DATA FOR ANALYSIS:

use anyhow::{Context, Result};
use std::fs;
use std::fs::File;
use std::io;
use std::path::Path;
use std::sync::atomic::{AtomicU64, Ordering};
use std::thread::sleep;
use std::time::Duration;
use time::OffsetDateTime;

static INIT_ONCE: std::sync::Once = std::sync::Once::new();
pub fn init_tracing_once() {
    INIT_ONCE.call_once(|| {
        let env_filter = std::env::var("RUST_LOG").unwrap_or_else(|_| "info".to_string());
        let _ = tracing_subscriber::fmt().with_env_filter(env_filter).try_init();
    });
}

// -------- job ids --------

static JOB_SEQ: AtomicU64 = AtomicU64::new(0);

/// `<prefix><YYYYmmddHHMMSS>_<nanos>_<seq>`: unique per process, sortable by submit time.
pub fn next_job_id(prefix: &str) -> String {
    let now = OffsetDateTime::now_utc();
    let seq = JOB_SEQ.fetch_add(1, Ordering::Relaxed);
    format!(
        "{prefix}{:04}{:02}{:02}{:02}{:02}{:02}_{:09}_{seq}",
        now.year(),
        u8::from(now.month()),
        now.day(),
        now.hour(),
        now.minute(),
        now.second(),
        now.nanosecond(),
    )
}

// -------- robust create/replace with backoff (Windows-friendly) --------

/// Return true for transient/retriable I/O errors often seen on Windows when
/// filter drivers (AV/backup), USB/NAS volumes, or sharing violations occur.
fn is_retriable_io_error(e: &io::Error) -> bool {
    match e.raw_os_error() {
        // Common Windows transient codes:
        //   5   = Access is denied (often AV/share)
        //   32  = Sharing violation
        //   33  = Lock violation
        //   1006= Volume externally altered; handle invalid
        //   1224= The requested operation cannot be performed on a file with a user-mapped section open
        Some(5) | Some(32) | Some(33) | Some(1006) | Some(1224) => true,
        _ => false,
    }
}

fn with_backoff<T>(tries: usize, delay_ms: u64, mut op: impl FnMut() -> io::Result<T>) -> io::Result<T> {
    let mut last_err: Option<io::Error> = None;
    for i in 0..tries.max(1) {
        match op() {
            Ok(v) => return Ok(v),
            Err(e) if is_retriable_io_error(&e) => {
                last_err = Some(e);
                sleep(Duration::from_millis(delay_ms.saturating_mul((i + 1) as u64)));
            }
            Err(e) => return Err(e),
        }
    }
    Err(last_err.unwrap_or_else(|| io::Error::new(io::ErrorKind::Other, "retries exhausted")))
}

/// Create a file with retries/backoff for transient errors.
pub fn create_with_backoff(path: &Path, tries: usize, delay_ms: u64) -> io::Result<File> {
    with_backoff(tries, delay_ms, || File::create(path))
}

/// Remove a file with retries/backoff for transient errors.
/// Succeeds if the file doesn't exist.
pub fn remove_with_backoff(path: &Path, tries: usize, delay_ms: u64) -> Result<()> {
    with_backoff(tries, delay_ms, || match fs::remove_file(path) {
        Err(e) if e.kind() == io::ErrorKind::NotFound => Ok(()),
        other => other,
    })
    .with_context(|| format!("remove {}", path.display()))
}

/// Atomically replace `dest` with `tmp` (Windows-friendly).
/// If rename fails (e.g., due to sharing), fall back to copy+remove.
pub fn replace_file_atomic_backoff(tmp: &Path, dest: &Path) -> Result<()> {
    let tries = 20usize;
    let delay_ms = 50u64;
    if dest.exists() {
        remove_with_backoff(dest, tries, delay_ms)?;
    }
    match with_backoff(tries, delay_ms, || fs::rename(tmp, dest)) {
        Ok(_) => Ok(()),
        Err(_) => {
            with_backoff(tries, delay_ms, || fs::copy(tmp, dest))
                .with_context(|| format!("copy {} -> {}", tmp.display(), dest.display()))?;
            remove_with_backoff(tmp, tries, delay_ms)?;
            Ok(())
        }
    }
}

EXERCISE: Return every line of the listing that has the word "Windows" in it.

RESULT FOR THIS EXERCISE:
// -------- robust create/replace with backoff (Windows-friendly) --------
/// Return true for transient/retriable I/O errors often seen on Windows when
        // Common Windows transient codes:
/// Atomically replace `dest` with `tmp` (Windows-friendly).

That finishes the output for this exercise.